Advertisers know that artificial intelligence holds great promise, that it’s becoming pervasive as a way to maximize the results they can get from programmatic advertising.
What they don’t necessarily know is how to use AI to achieve those goals. Many don’t know even how to take the first steps in bringing AI into their advertising strategies.
These were just some of the pointers that speakers shared at a recent Advertising Advertising Week panel in New York which explored big data and AI and the ways to use them to improve brand marketing.
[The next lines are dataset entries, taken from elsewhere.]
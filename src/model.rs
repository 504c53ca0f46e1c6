use chrono::{DateTime, Utc};
use serde::Serialize;

// Retention: 360 samples at one tick every 10s covers the last hour
pub const DEFAULT_CAPACITY: usize = 360;
pub const DEFAULT_TICK_SECS: u64 = 10;
pub const MAX_LOOKBACK_MINUTES: i64 = 60;

pub const DEFAULT_SYMBOLS: [&str; 5] = ["AAPL", "GOOGL", "TSLA", "MSFT", "AMZN"];

/// A single observation of a series. Immutable once appended.
#[derive(Serialize, Debug, Clone, Copy, PartialEq)]
pub struct Sample {
    #[serde(rename = "price")]
    pub value: f64,

    #[serde(rename = "lastUpdatedAt")]
    pub timestamp: DateTime<Utc>,
}

impl Sample {
    pub fn new(value: f64, timestamp: DateTime<Utc>) -> Self {
        Self { value, timestamp }
    }
}

/// Mean over a trailing window, together with the window it was computed from.
#[derive(Debug, Clone, PartialEq)]
pub struct WindowAverage {
    pub average: f64,
    pub series: Vec<Sample>,
}

/// Pearson correlation of two series after timestamp alignment.
///
/// `aligned_a` and `aligned_b` hold one sample per common timestamp, in
/// chronological order. In the degenerate case (fewer than two common
/// timestamps) everything is zeroed and both projections are empty.
#[derive(Debug, Clone, PartialEq)]
pub struct CorrelationResult {
    pub correlation: f64,
    pub mean_a: f64,
    pub mean_b: f64,
    pub aligned_a: Vec<Sample>,
    pub aligned_b: Vec<Sample>,
}

impl CorrelationResult {
    pub fn degenerate() -> Self {
        Self {
            correlation: 0.0,
            mean_a: 0.0,
            mean_b: 0.0,
            aligned_a: Vec::new(),
            aligned_b: Vec::new(),
        }
    }
}

/// Mean and sample standard deviation of one series over a window.
#[derive(Debug, Clone, Copy, PartialEq, Default)]
pub struct SeriesSummary {
    pub mean: f64,
    pub std_dev: f64,
}

/// Square correlation matrix over a fixed symbol set.
///
/// Rows and columns follow the order of `symbols`.
#[derive(Debug, Clone, PartialEq)]
pub struct CorrelationMatrix {
    pub symbols: Vec<String>,
    pub values: Vec<Vec<f64>>,
    pub summaries: Vec<SeriesSummary>,
}

impl CorrelationMatrix {
    pub fn get(&self, a: &str, b: &str) -> Option<f64> {
        let i = self.index_of(a)?;
        let j = self.index_of(b)?;
        Some(self.values[i][j])
    }

    pub fn summary(&self, symbol: &str) -> Option<SeriesSummary> {
        self.index_of(symbol).map(|i| self.summaries[i])
    }

    fn index_of(&self, symbol: &str) -> Option<usize> {
        self.symbols.iter().position(|s| s == symbol)
    }
}
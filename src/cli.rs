use std::collections::BTreeMap;
use std::io::{self, Write};

use clap::Parser;
use reqwest::blocking::Client;
use serde::Deserialize;
use serde_json::Value;
use tickdb::parser::{self, Command};

#[derive(Parser, Debug)]
#[clap(author, version, about = "Interactive client for a running TickDB server", long_about = None)]
struct Args {
    #[clap(long, default_value = "http://127.0.0.1:3000")]
    host: String,
}

#[derive(Deserialize)]
struct PricePoint {
    price: f64,
    #[serde(rename = "lastUpdatedAt")]
    last_updated_at: String,
}

#[derive(Deserialize)]
#[serde(rename_all = "camelCase")]
struct AverageReply {
    average_stock_price: f64,
    price_history: Vec<PricePoint>,
}

#[derive(Deserialize)]
#[serde(rename_all = "camelCase")]
struct StockLeg {
    average_price: f64,
    price_history: Vec<PricePoint>,
}

#[derive(Deserialize)]
struct CorrelationReply {
    correlation: f64,
    stocks: BTreeMap<String, StockLeg>,
}

#[derive(Deserialize)]
#[serde(rename_all = "camelCase")]
struct MatrixReply {
    tickers: Vec<String>,
    matrix: BTreeMap<String, BTreeMap<String, f64>>,
    averages: BTreeMap<String, f64>,
    standard_deviations: BTreeMap<String, f64>,
}

struct Session {
    client: Client,
    host: String,
}

fn main() {
    let args = Args::parse();
    let session = Session {
        client: Client::new(),
        host: args.host.trim_end_matches('/').to_string(),
    };

    print_banner();

    match session.get::<Vec<String>>("/tickers", &[]) {
        Ok(tickers) => println!("[\u{2713}] Connected to TickDB at {} ({} tickers)", session.host, tickers.len()),
        Err(_) => {
            println!("[\u{2717}] Could not connect to server at {}.", session.host);
            println!("    Make sure to run 'cargo run --release --bin tickdb' in another terminal.");
            return;
        }
    }
    println!("Type 'HELP' for supported commands or 'EXIT' to quit.\n");

    let stdin = io::stdin();
    let mut buffer = String::new();

    loop {
        print!("tickdb> ");
        if io::stdout().flush().is_err() { break; }
        buffer.clear();

        match stdin.read_line(&mut buffer) {
            Ok(0) | Err(_) => break,
            Ok(_) => {}
        }
        if buffer.trim().is_empty() { continue; }

        match parser::parse_command(&buffer) {
            Ok(Command::Exit) => break,
            Ok(cmd) => {
                if let Err(e) = session.execute(cmd) {
                    println!("[\u{26a0}\u{fe0f} Error] {}", e);
                }
            }
            Err(e) => {
                println!("[\u{2717} Syntax Error] {}", e);
                println!("    \u{2139}\u{fe0f}  Hint: Try 'AVG AAPL 10', 'CORR AAPL MSFT 30' or 'MATRIX 15'");
            }
        }
    }
}

fn print_banner() {
    println!("\n==================================================");
    println!("   TickDB CLI - Windowed Price Statistics");
    println!("==================================================\n");
}

fn print_help() {
    println!("\n--- Available Commands ---");
    println!("1. TICKERS:     TICKERS");
    println!("2. AVERAGE:     AVG AAPL 10        (or AVG AAPL LAST 10)");
    println!("3. CORRELATION: CORR AAPL MSFT 30");
    println!("4. MATRIX:      MATRIX 15");
    println!("5. EXIT:        Quit\n");
    println!("Minutes must be between 1 and 60.\n");
}

impl Session {
    fn execute(&self, cmd: Command) -> Result<(), String> {
        match cmd {
            Command::Help => { print_help(); Ok(()) },
            Command::Tickers => self.perform_tickers(),
            Command::Average { ticker, minutes } => self.perform_average(&ticker, minutes),
            Command::Correlation { a, b, minutes } => self.perform_correlation(&a, &b, minutes),
            Command::Matrix { minutes } => self.perform_matrix(minutes),
            Command::Exit => Ok(()),
        }
    }

    // --- NETWORK HANDLERS ---

    fn get<T: for<'de> Deserialize<'de>>(&self, path: &str, query: &[(&str, String)]) -> Result<T, String> {
        let resp = self
        .client
        .get(format!("{}{}", self.host, path))
        .query(query)
        .send()
        .map_err(|e| e.to_string())?;

        let status = resp.status();
        let body: Value = resp.json().map_err(|e| e.to_string())?;

        if !status.is_success() {
            let msg = body
            .get("error")
            .and_then(Value::as_str)
            .unwrap_or("Server Rejected Request");
            return Err(format!("{} ({})", msg, status));
        }
        serde_json::from_value(body).map_err(|e| e.to_string())
    }

    fn perform_tickers(&self) -> Result<(), String> {
        let tickers: Vec<String> = self.get("/tickers", &[])?;
        println!("Tickers: {}", tickers.join(", "));
        Ok(())
    }

    fn perform_average(&self, ticker: &str, minutes: u32) -> Result<(), String> {
        let path = format!("/stocks/{}", ticker);
        let reply: AverageReply = self.get(
            &path,
            &[("minutes", minutes.to_string()), ("aggregation", "average".to_string())],
        )?;

        println!("\n{} average over last {} min: {:.6}", ticker, minutes, reply.average_stock_price);
        println!("  {} samples", reply.price_history.len());
        if let (Some(first), Some(last)) = (reply.price_history.first(), reply.price_history.last()) {
            println!("  first: {:.4} @ {}", first.price, first.last_updated_at);
            println!("  last:  {:.4} @ {}", last.price, last.last_updated_at);
        }
        println!();
        Ok(())
    }

    fn perform_correlation(&self, a: &str, b: &str, minutes: u32) -> Result<(), String> {
        let reply: CorrelationReply = self.get(
            "/stockcorrelation",
            &[("minutes", minutes.to_string()), ("ticker", a.to_string()), ("ticker", b.to_string())],
        )?;

        println!("\nCorrelation {} / {} over last {} min: {:.4}", a, b, minutes, reply.correlation);
        for (ticker, leg) in &reply.stocks {
            println!("  \u{2022} {:<6} avg {:.6} ({} aligned samples)", ticker, leg.average_price, leg.price_history.len());
        }
        println!();
        Ok(())
    }

    fn perform_matrix(&self, minutes: u32) -> Result<(), String> {
        let reply: MatrixReply = self.get("/correlationmatrix", &[("minutes", minutes.to_string())])?;

        println!("\nCorrelation matrix, last {} min:", minutes);
        print!("{:>8}", "");
        for t in &reply.tickers {
            print!("{:>9}", t);
        }
        println!();

        for a in &reply.tickers {
            print!("{:>8}", a);
            for b in &reply.tickers {
                let r = reply.matrix.get(a).and_then(|row| row.get(b)).copied().unwrap_or(0.0);
                print!("{:>9.4}", r);
            }
            println!();
        }

        println!("\n{:>8}{:>14}{:>14}", "", "mean", "std dev");
        for t in &reply.tickers {
            let mean = reply.averages.get(t).copied().unwrap_or(0.0);
            let sd = reply.standard_deviations.get(t).copied().unwrap_or(0.0);
            println!("{:>8}{:>14.6}{:>14.6}", t, mean, sd);
        }
        println!();
        Ok(())
    }
}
Some of the hesitation around AI comes from “fear,” said panelist Diaz Nesamoney, Founder, President & CEO of Jivox. To them, AI “is this black box” and it’s difficult to “understand what it’s actually doing.“
What it is doing at its core, he and the other panelists agreed, is increasing the ability to quickly and deftly handle and process the masses of data now available for advertisers.
“Years ago, we said we don’t have enough data. Now, we have too much,” Nesamoney said. “It’s really about a level of precision that AI can give you.”
Start with the questions
One big trick in getting started with AI is to figure out what you want it to do.
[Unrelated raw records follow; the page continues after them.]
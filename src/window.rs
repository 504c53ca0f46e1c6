//! Trailing time-window reads over the series store.

use chrono::{DateTime, Duration, Utc};

use crate::error::{EngineError, Result};
use crate::model::{Sample, MAX_LOOKBACK_MINUTES};
use crate::storage::SeriesStore;

/// A validated lookback, in whole minutes, within `1..=MAX_LOOKBACK_MINUTES`.
///
/// Anything longer cannot be served faithfully since older samples have
/// already been evicted.
#[derive(Debug, Clone, Copy, PartialEq, Eq, Hash)]
pub struct Lookback(u32);

impl Lookback {
    pub fn new(minutes: i64) -> Result<Self> {
        if minutes <= 0 || minutes > MAX_LOOKBACK_MINUTES {
            return Err(EngineError::InvalidWindow(minutes.to_string()));
        }
        Ok(Self(minutes as u32))
    }

    /// Parses a raw query value such as `"15"`.
    pub fn parse(raw: &str) -> Result<Self> {
        let minutes = raw
            .trim()
            .parse::<i64>()
            .map_err(|_| EngineError::InvalidWindow(raw.to_string()))?;
        Self::new(minutes)
    }

    pub fn minutes(&self) -> u32 {
        self.0
    }

    pub fn duration(&self) -> Duration {
        Duration::seconds(i64::from(self.0) * 60)
    }

    pub fn cutoff(&self, now: DateTime<Utc>) -> DateTime<Utc> {
        now - self.duration()
    }
}

/// Samples of `symbol` with `timestamp >= now - lookback`, oldest first.
///
/// Filters the whole snapshot rather than trimming a prefix, so a clock step
/// backwards during ingestion cannot leak stale samples into the window.
pub fn read(store: &SeriesStore, symbol: &str, lookback: Lookback, now: DateTime<Utc>) -> Result<Vec<Sample>> {
    let cutoff = lookback.cutoff(now);
    let mut samples = store.snapshot(symbol)?;
    samples.retain(|s| s.timestamp >= cutoff);
    Ok(samples)
}
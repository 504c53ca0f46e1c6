use std::sync::Arc;
use std::thread::{self, JoinHandle};
use std::time::Duration;

use chrono::{DateTime, Utc};
use rand::rngs::StdRng;
use rand::{Rng, SeedableRng};
use tracing::{debug, info, warn};

use crate::error::EngineError;
use crate::stats::round_to;
use crate::TickDb;

/// Where new prices come from on every tick.
///
/// Returning `None` means the source has nothing for `symbol` this tick
/// (slow or failed fetch). The tick simply skips that symbol.
pub trait PriceSource {
    fn next_price(&mut self, symbol: &str, last: Option<f64>) -> Option<f64>;
}

/// Mock feed: a uniform random walk with steps in [-10, 10).
///
/// The first price of a symbol is drawn uniformly from [0, 1000).
pub struct RandomWalk {
    rng: StdRng,
}

impl RandomWalk {
    pub fn new() -> Self {
        Self { rng: StdRng::from_entropy() }
    }

    pub fn seeded(seed: u64) -> Self {
        Self { rng: StdRng::seed_from_u64(seed) }
    }
}

impl Default for RandomWalk {
    fn default() -> Self {
        Self::new()
    }
}

impl PriceSource for RandomWalk {
    fn next_price(&mut self, _symbol: &str, last: Option<f64>) -> Option<f64> {
        let base = last.unwrap_or_else(|| self.rng.gen::<f64>() * 1000.0);
        let change = (self.rng.gen::<f64>() - 0.5) * 20.0;
        Some(round_to(base + change, 4))
    }
}

#[derive(Debug, Clone, Copy, Default, PartialEq, Eq)]
pub struct TickReport {
    pub appended: usize,
    pub skipped: usize,
}

/// Pushes one sample per symbol, all stamped with the same `now`.
///
/// A shared timestamp per tick is what lets independently updated series
/// line up exactly when correlated.
pub fn ingest_tick<S: PriceSource + ?Sized>(db: &TickDb, source: &mut S, now: DateTime<Utc>) -> TickReport {
    let mut report = TickReport::default();

    for symbol in db.symbols() {
        let last = match db.store().latest(symbol) {
            Ok(sample) => sample.map(|s| s.value),
            Err(e) => {
                warn!("[INGEST] Could not read last price of {}: {}", symbol, e);
                report.skipped += 1;
                continue;
            }
        };

        let Some(price) = source.next_price(symbol, last) else {
            debug!("[INGEST] No price for {} this tick", symbol);
            report.skipped += 1;
            continue;
        };

        match db.append(symbol, price, now) {
            Ok(()) => report.appended += 1,
            Err(EngineError::InvalidPrice(price)) => {
                debug!("[INGEST] Dropping non-finite price {} for {}", price, symbol);
                report.skipped += 1;
            }
            Err(e) => {
                warn!("[INGEST] Append to {} failed: {}", symbol, e);
                report.skipped += 1;
            }
        }
    }
    report
}

/// Starts the background ingestion thread.
/// Sleeps `interval` then ingests one tick, forever.
pub fn start_ingest_thread<S>(db: Arc<TickDb>, mut source: S, interval: Duration) -> JoinHandle<()>
where
    S: PriceSource + Send + 'static,
{
    thread::spawn(move || {
        info!("[INGEST] Background ingestion thread started ({}s interval).", interval.as_secs_f64());
        loop {
            thread::sleep(interval);

            let report = ingest_tick(&db, &mut source, Utc::now());
            debug!(appended = report.appended, skipped = report.skipped, "[INGEST] Tick complete");
        }
    })
}

#[cfg(test)]
mod tests {
    use super::*;
    use chrono::TimeZone;
    use std::collections::HashMap;

    fn db() -> TickDb {
        TickDb::new(["AAPL", "MSFT", "TSLA"], 3)
    }

    fn ts(secs: i64) -> DateTime<Utc> {
        Utc.timestamp_opt(1_700_000_000 + secs, 0).unwrap()
    }

    /// Replays fixed prices; symbols without an entry report no sample.
    struct Scripted(HashMap<&'static str, f64>);

    impl PriceSource for Scripted {
        fn next_price(&mut self, symbol: &str, _last: Option<f64>) -> Option<f64> {
            self.0.get(symbol).copied()
        }
    }

    #[test]
    fn test_tick_appends_one_sample_per_symbol_with_shared_timestamp() {
        let db = db();
        let mut source = RandomWalk::seeded(7);

        let report = ingest_tick(&db, &mut source, ts(0));
        assert_eq!(report, TickReport { appended: 3, skipped: 0 });

        for symbol in ["AAPL", "MSFT", "TSLA"] {
            let snap = db.snapshot(symbol).unwrap();
            assert_eq!(snap.len(), 1);
            assert_eq!(snap[0].timestamp, ts(0));
        }
    }

    #[test]
    fn test_ticks_respect_capacity() {
        let db = db();
        let mut source = RandomWalk::seeded(1);
        for i in 0..5 {
            ingest_tick(&db, &mut source, ts(i * 10));
        }
        let snap = db.snapshot("AAPL").unwrap();
        assert_eq!(snap.len(), 3);
        assert_eq!(snap[0].timestamp, ts(20));
    }

    #[test]
    fn test_missing_price_skips_symbol() {
        let db = db();
        let mut source = Scripted(HashMap::from([("AAPL", 10.0), ("TSLA", 30.0)]));

        let report = ingest_tick(&db, &mut source, ts(0));
        assert_eq!(report, TickReport { appended: 2, skipped: 1 });
        assert!(db.snapshot("MSFT").unwrap().is_empty());
        assert_eq!(db.snapshot("TSLA").unwrap()[0].value, 30.0);
    }

    #[test]
    fn test_non_finite_price_skips_symbol() {
        let db = db();
        let mut source = Scripted(HashMap::from([("AAPL", 1.0), ("MSFT", 2.0), ("TSLA", 3.0)]));
        ingest_tick(&db, &mut source, ts(0));

        let mut source = Scripted(HashMap::from([("AAPL", f64::NAN), ("MSFT", f64::INFINITY), ("TSLA", 5.0)]));
        let report = ingest_tick(&db, &mut source, ts(10));
        assert_eq!(report, TickReport { appended: 1, skipped: 2 });

        let mut source = Scripted(HashMap::from([("AAPL", 3.0), ("MSFT", 4.0), ("TSLA", 7.0)]));
        ingest_tick(&db, &mut source, ts(20));

        let aapl = db.snapshot("AAPL").unwrap();
        assert_eq!(aapl.iter().map(|s| s.value).collect::<Vec<_>>(), vec![1.0, 3.0]);

        let avg = db.window_average("AAPL", 5, ts(20)).unwrap();
        assert_eq!(avg.average, 2.0);

        let m = db.correlation_matrix(5, ts(20)).unwrap();
        for symbol in ["AAPL", "MSFT", "TSLA"] {
            let s = m.summary(symbol).unwrap();
            assert!(s.mean.is_finite() && s.std_dev.is_finite(), "{}", symbol);
        }
        assert_eq!(m.summary("AAPL").unwrap().mean, 2.0);
    }

    #[test]
    fn test_random_walk_steps_are_bounded() {
        let mut walk = RandomWalk::seeded(42);
        let first = walk.next_price("AAPL", None).unwrap();
        assert!((-10.0..1010.0).contains(&first));

        let mut last = first;
        for _ in 0..1_000 {
            let next = walk.next_price("AAPL", Some(last)).unwrap();
            assert!((next - last).abs() <= 10.0 + 1e-4);
            assert_eq!(next, round_to(next, 4));
            last = next;
        }
    }

    #[test]
    fn test_random_walk_seed_is_reproducible() {
        let mut a = RandomWalk::seeded(99);
        let mut b = RandomWalk::seeded(99);
        for _ in 0..10 {
            assert_eq!(a.next_price("X", Some(100.0)), b.next_price("X", Some(100.0)));
        }
    }
}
Start not with the technology in mind but focus instead on desired business outcomes, and work from there, the panelists agreed.
Kathleen Comer VP, Client Services at The Trade Desk, gave the example of a quick-serve restaurant that wanted to encourage their most profitable customer segments to come visit.
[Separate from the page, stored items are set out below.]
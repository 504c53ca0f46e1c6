use std::collections::{HashMap, VecDeque};
use std::sync::RwLock;

use chrono::{DateTime, Utc};

use crate::error::{EngineError, Result};
use crate::model::Sample;

/// Capacity-bounded, append-only history of one symbol.
#[derive(Debug, Clone)]
pub struct Series {
    samples: VecDeque<Sample>,
    capacity: usize,
}

impl Series {
    pub fn new(capacity: usize) -> Self {
        let capacity = capacity.max(1);
        Self {
            samples: VecDeque::with_capacity(capacity),
            capacity,
        }
    }

    /// Appends a sample. Once full, the oldest sample is evicted and returned.
    pub fn push(&mut self, sample: Sample) -> Option<Sample> {
        self.samples.push_back(sample);
        if self.samples.len() > self.capacity {
            self.samples.pop_front()
        } else {
            None
        }
    }

    pub fn len(&self) -> usize {
        self.samples.len()
    }

    pub fn is_empty(&self) -> bool {
        self.samples.is_empty()
    }

    pub fn capacity(&self) -> usize {
        self.capacity
    }

    pub fn last(&self) -> Option<&Sample> {
        self.samples.back()
    }

    pub fn to_vec(&self) -> Vec<Sample> {
        self.samples.iter().copied().collect()
    }
}

/// Fixed set of series, each behind its own lock.
///
/// The symbol map is built once and never changes, so only the per-series
/// locks are ever taken. Readers get copies, never references into a series.
pub struct SeriesStore {
    symbols: Vec<String>,
    series: HashMap<String, RwLock<Series>>,
    capacity: usize,
}

impl SeriesStore {
    pub fn new<I, S>(symbols: I, capacity: usize) -> Self
    where
        I: IntoIterator<Item = S>,
        S: Into<String>,
    {
        let mut ordered = Vec::new();
        let mut series = HashMap::new();

        for symbol in symbols {
            let symbol = symbol.into();
            if series.contains_key(&symbol) {
                continue;
            }
            series.insert(symbol.clone(), RwLock::new(Series::new(capacity)));
            ordered.push(symbol);
        }

        Self {
            symbols: ordered,
            series,
            capacity: capacity.max(1),
        }
    }

    /// Registered symbols, in registration order.
    pub fn symbols(&self) -> &[String] {
        &self.symbols
    }

    pub fn capacity(&self) -> usize {
        self.capacity
    }

    pub fn contains(&self, symbol: &str) -> bool {
        self.series.contains_key(symbol)
    }

    /// Appends one sample. NaN and infinite prices are rejected before the lock is taken.
    pub fn append(&self, symbol: &str, value: f64, timestamp: DateTime<Utc>) -> Result<()> {
        let lock = self.lookup(symbol)?;
        if !value.is_finite() {
            return Err(EngineError::InvalidPrice(value));
        }
        let mut series = lock.write().map_err(|_| EngineError::Poisoned(symbol.to_string()))?;
        series.push(Sample::new(value, timestamp));
        Ok(())
    }

    /// Point-in-time copy of the full history of `symbol`.
    pub fn snapshot(&self, symbol: &str) -> Result<Vec<Sample>> {
        let lock = self.lookup(symbol)?;
        let series = lock.read().map_err(|_| EngineError::Poisoned(symbol.to_string()))?;
        Ok(series.to_vec())
    }

    pub fn latest(&self, symbol: &str) -> Result<Option<Sample>> {
        let lock = self.lookup(symbol)?;
        let series = lock.read().map_err(|_| EngineError::Poisoned(symbol.to_string()))?;
        Ok(series.last().copied())
    }

    fn lookup(&self, symbol: &str) -> Result<&RwLock<Series>> {
        self.series
            .get(symbol)
            .ok_or_else(|| EngineError::UnknownSymbol(symbol.to_string()))
    }
}

impl std::fmt::Debug for SeriesStore {
    fn fmt(&self, f: &mut std::fmt::Formatter<'_>) -> std::fmt::Result {
        f.debug_struct("SeriesStore")
            .field("symbols", &self.symbols)
            .field("capacity", &self.capacity)
            .finish()
    }
}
They hypothesized that messaging a core customer group, families, would best boost sales. After launching the campaign they found through matching the advertising data with offline attribution from a partner that they were scoring even better with college students who were coming into their establishments late at night.
“They started to build out cohorts of college-age audiences, and a bidding model against that,” Comer said. Soon their business shot up.
That data may have been available before AI and been processed by people crunching numbers who delivered their analyses weeks after the campaign had finished. AI let them adjust and optimize the campaign mid-stream — and reap the rewards.
Allow for surprises and pivots
“When you have the right rules set, the performance can hockey stick up,” Comer said.
Setting those rules might mean letting go of some preconceptions, or at least allowing for the fact that hypotheses are made to be challenged.
Brand managers for another advertiser, a CPG food company, thought their messaging would be most effective when they bought placements based on an audience-based targeting model. The brand managers knew which segments liked what product, and how to reach them.
They were surprised to learn that time-of-day messaging matched to the meal at hand worked even better and were able to greatly maximize the effectiveness of their spend by adjusting to what the data were telling them.
“People said, ‘I’ve run this brand for 15 years, I know what I’m doing,'” Nesamoney said. “But when they saw what the data could do, they said, ‘I’m going to do this [other thing] more.’“
Conduct a data audit
The panelists also concurred that AI’s most powerful capabilities are unearthed when brand marketers feed in first-party data.
Businesses with strong customer touchpoints such as retailers, restaurants, and car dealerships tend to have rich data on who their customers are, their buying habits and preferences, their locales, what incentives might motivate them, and more.
The hard work comes in getting ahold of it all — from CRM systems, websites, POS databases, frequent shopper cards, and other online and offline sources — normalizing it, and figuring out how to get it to interact properly when mashed together.
Xaxis CEO, North America, Matt Sweeney suggested conducting a data audit. He advised advertisers to work with data scientists and engineers to have them help use data to answer questions, then apply machine learning to better hone in on goals.
AppNexus Director of Data Science Abraham Greenstein agreed: “Get the pipes going. Get your data in, and understand how to get your data out. Think quantitatively about metrics.”
He and Sweeney advised looking well beyond the simple clickthrough to multiple steps that interrelate and together indicate how a customer is getting closer to taking actions that are favorable for the brand.
Stay on top of strategy
What artificial intelligence can’t do is the higher level tasks that people with real intelligence can.
AI augments people, elevating marketers to stay focused on the higher level work; the strategies that lead to the business outcomes they want their marketing to achieve. It handles repetitive and rote functions at massive scale and speed but doesn’t have empathy or judgment.
“Conversations around AI are not about pressing the easy button,” Sweeney added. “It takes a lot of smart people doing a lot of smart collaboration.”
It’s no surprise that every brand Nesamoney has spoken to wants to use AI if they aren’t doing so already.
They just have to take the first steps.